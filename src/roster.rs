//! The realised roster and the counters derived from it.

use std::ops::Range;

use serde::{Deserialize, Serialize};

use crate::calendar::Horizon;
use crate::config::HourRules;
use crate::domain::{quarters_to_hours, Employee, PlanningInput, ShiftLabel};
use crate::model::ShiftGrid;
use crate::objective::FairnessCategory;
use crate::rules::quota_weight;

/// One roster cell.
#[derive(Debug, Clone, Copy, PartialEq, Eq, Hash, Serialize, Deserialize)]
#[serde(rename_all = "SCREAMING_SNAKE_CASE", tag = "type", content = "label")]
pub enum Slot {
    Assigned(ShiftLabel),
    /// No label could be read back; needs manual attention.
    Unassigned,
}

impl Slot {
    pub fn label(self) -> Option<ShiftLabel> {
        match self {
            Slot::Assigned(label) => Some(label),
            Slot::Unassigned => None,
        }
    }

    pub fn is(self, label: ShiftLabel) -> bool {
        self == Slot::Assigned(label)
    }

    pub fn is_working(self) -> bool {
        self.label().is_some_and(ShiftLabel::is_working)
    }

    pub fn is_off(self) -> bool {
        self.label().is_some_and(ShiftLabel::is_off)
    }
}

/// Per-employee shift counts by fairness category.
#[derive(Debug, Clone, Copy, Default, PartialEq, Eq, Serialize, Deserialize)]
#[serde(rename_all = "camelCase")]
pub struct CategoryCounts {
    pub weekday_day: u32,
    pub weekday_night: u32,
    pub weekend_day: u32,
    pub weekend_night: u32,
    pub short: u32,
}

impl CategoryCounts {
    pub fn get(&self, category: FairnessCategory) -> u32 {
        match category {
            FairnessCategory::WeekdayDay => self.weekday_day,
            FairnessCategory::WeekdayNight => self.weekday_night,
            FairnessCategory::WeekendDay => self.weekend_day,
            FairnessCategory::WeekendNight => self.weekend_night,
            FairnessCategory::Short => self.short,
        }
    }

    fn bump(&mut self, category: FairnessCategory) {
        let slot = match category {
            FairnessCategory::WeekdayDay => &mut self.weekday_day,
            FairnessCategory::WeekdayNight => &mut self.weekday_night,
            FairnessCategory::WeekendDay => &mut self.weekend_day,
            FairnessCategory::WeekendNight => &mut self.weekend_night,
            FairnessCategory::Short => &mut self.short,
        };
        *slot += 1;
    }
}

/// Derived counters for one employee.
#[derive(Debug, Clone, PartialEq, Serialize, Deserialize)]
#[serde(rename_all = "camelCase")]
pub struct EmployeeSummary {
    pub employee: String,
    /// Quota hours over the whole horizon (weekend nights excluded).
    pub quota_hours: f64,
    /// Quota hours per quota block.
    pub block_hours: Vec<f64>,
    /// All nominal hours, weekend nights included.
    pub nominal_hours: f64,
    pub worked_days: u32,
    pub rest_days: u32,
    pub leave_days: u32,
    pub unassigned_days: u32,
    pub counts: CategoryCounts,
}

/// An immutable employee × day assignment.
#[derive(Debug, Clone, PartialEq, Eq)]
pub struct Roster {
    employees: Vec<Employee>,
    horizon: Horizon,
    cells: Vec<Vec<Slot>>,
}

impl Roster {
    /// Builds a roster from rows of slots, one row per employee.
    ///
    /// Rows shorter than the horizon are padded with [`Slot::Unassigned`];
    /// extra cells are dropped.
    pub fn new(employees: Vec<Employee>, horizon: Horizon, mut cells: Vec<Vec<Slot>>) -> Self {
        cells.resize(employees.len(), Vec::new());
        for row in &mut cells {
            row.resize(horizon.len(), Slot::Unassigned);
        }
        Self {
            employees,
            horizon,
            cells,
        }
    }

    /// Builds a fully assigned roster from a label function.
    pub fn from_fn(input: &PlanningInput, label_of: impl Fn(usize, usize) -> ShiftLabel) -> Self {
        let cells = (0..input.employee_count())
            .map(|e| {
                (0..input.day_count())
                    .map(|d| Slot::Assigned(label_of(e, d)))
                    .collect()
            })
            .collect();
        Self::new(input.employees().to_vec(), input.horizon().clone(), cells)
    }

    /// Reads one label per cell from solver values.
    pub fn extract(input: &PlanningInput, grid: &ShiftGrid, values: &[i32]) -> Self {
        let cells = (0..grid.employees())
            .map(|e| {
                (0..grid.days())
                    .map(|d| match grid.read(values, e, d) {
                        Some(label) => Slot::Assigned(label),
                        None => Slot::Unassigned,
                    })
                    .collect()
            })
            .collect();
        Self::new(input.employees().to_vec(), input.horizon().clone(), cells)
    }

    pub fn employees(&self) -> &[Employee] {
        &self.employees
    }

    pub fn horizon(&self) -> &Horizon {
        &self.horizon
    }

    pub fn employee_count(&self) -> usize {
        self.employees.len()
    }

    pub fn day_count(&self) -> usize {
        self.horizon.len()
    }

    pub fn slot(&self, employee: usize, day: usize) -> Slot {
        self.cells
            .get(employee)
            .and_then(|row| row.get(day))
            .copied()
            .unwrap_or(Slot::Unassigned)
    }

    pub fn row(&self, employee: usize) -> &[Slot] {
        self.cells.get(employee).map(Vec::as_slice).unwrap_or(&[])
    }

    /// Cells that need manual attention.
    pub fn unassigned(&self) -> Vec<(usize, usize)> {
        let mut cells = Vec::new();
        for (e, row) in self.cells.iter().enumerate() {
            for (d, slot) in row.iter().enumerate() {
                if *slot == Slot::Unassigned {
                    cells.push((e, d));
                }
            }
        }
        cells
    }

    /// Employees holding `label` on `day`.
    pub fn count_on(&self, day: usize, label: ShiftLabel) -> usize {
        self.cells
            .iter()
            .filter(|row| row.get(day).is_some_and(|slot| slot.is(label)))
            .count()
    }

    /// Quota quarter-hours of one employee over `days`.
    pub fn quota_quarters(&self, employee: usize, days: Range<usize>, hours: &HourRules) -> i64 {
        days.filter_map(|d| {
            self.slot(employee, d)
                .label()
                .map(|label| quota_weight(label, self.horizon.class(d), hours) as i64)
        })
        .sum()
    }

    pub fn category_counts(&self, employee: usize) -> CategoryCounts {
        let mut counts = CategoryCounts::default();
        for (d, slot) in self.row(employee).iter().enumerate() {
            if let Some(category) = slot
                .label()
                .and_then(|label| FairnessCategory::of(label, self.horizon.class(d)))
            {
                counts.bump(category);
            }
        }
        counts
    }

    pub fn summary(&self, employee: usize, hours: &HourRules) -> EmployeeSummary {
        let row = self.row(employee);
        let count = |pred: fn(Slot) -> bool| row.iter().filter(|&&slot| pred(slot)).count() as u32;
        let nominal: i64 = row
            .iter()
            .filter_map(|slot| slot.label())
            .map(|label| label.nominal_quarters() as i64)
            .sum();

        EmployeeSummary {
            employee: self
                .employees
                .get(employee)
                .map(|e| e.name.clone())
                .unwrap_or_default(),
            quota_hours: quarters_to_hours(self.quota_quarters(employee, 0..self.day_count(), hours)),
            block_hours: self
                .horizon
                .blocks(hours.block_days)
                .map(|block| quarters_to_hours(self.quota_quarters(employee, block, hours)))
                .collect(),
            nominal_hours: quarters_to_hours(nominal),
            worked_days: count(Slot::is_working),
            rest_days: count(|slot| slot.is(ShiftLabel::Rest)),
            leave_days: count(|slot| slot.is(ShiftLabel::Leave)),
            unassigned_days: count(|slot| slot == Slot::Unassigned),
            counts: self.category_counts(employee),
        }
    }

    pub fn summaries(&self, hours: &HourRules) -> Vec<EmployeeSummary> {
        (0..self.employee_count())
            .map(|e| self.summary(e, hours))
            .collect()
    }
}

----

Determine how many lines in the data above contain the string "bump". Give nothing except the number.

2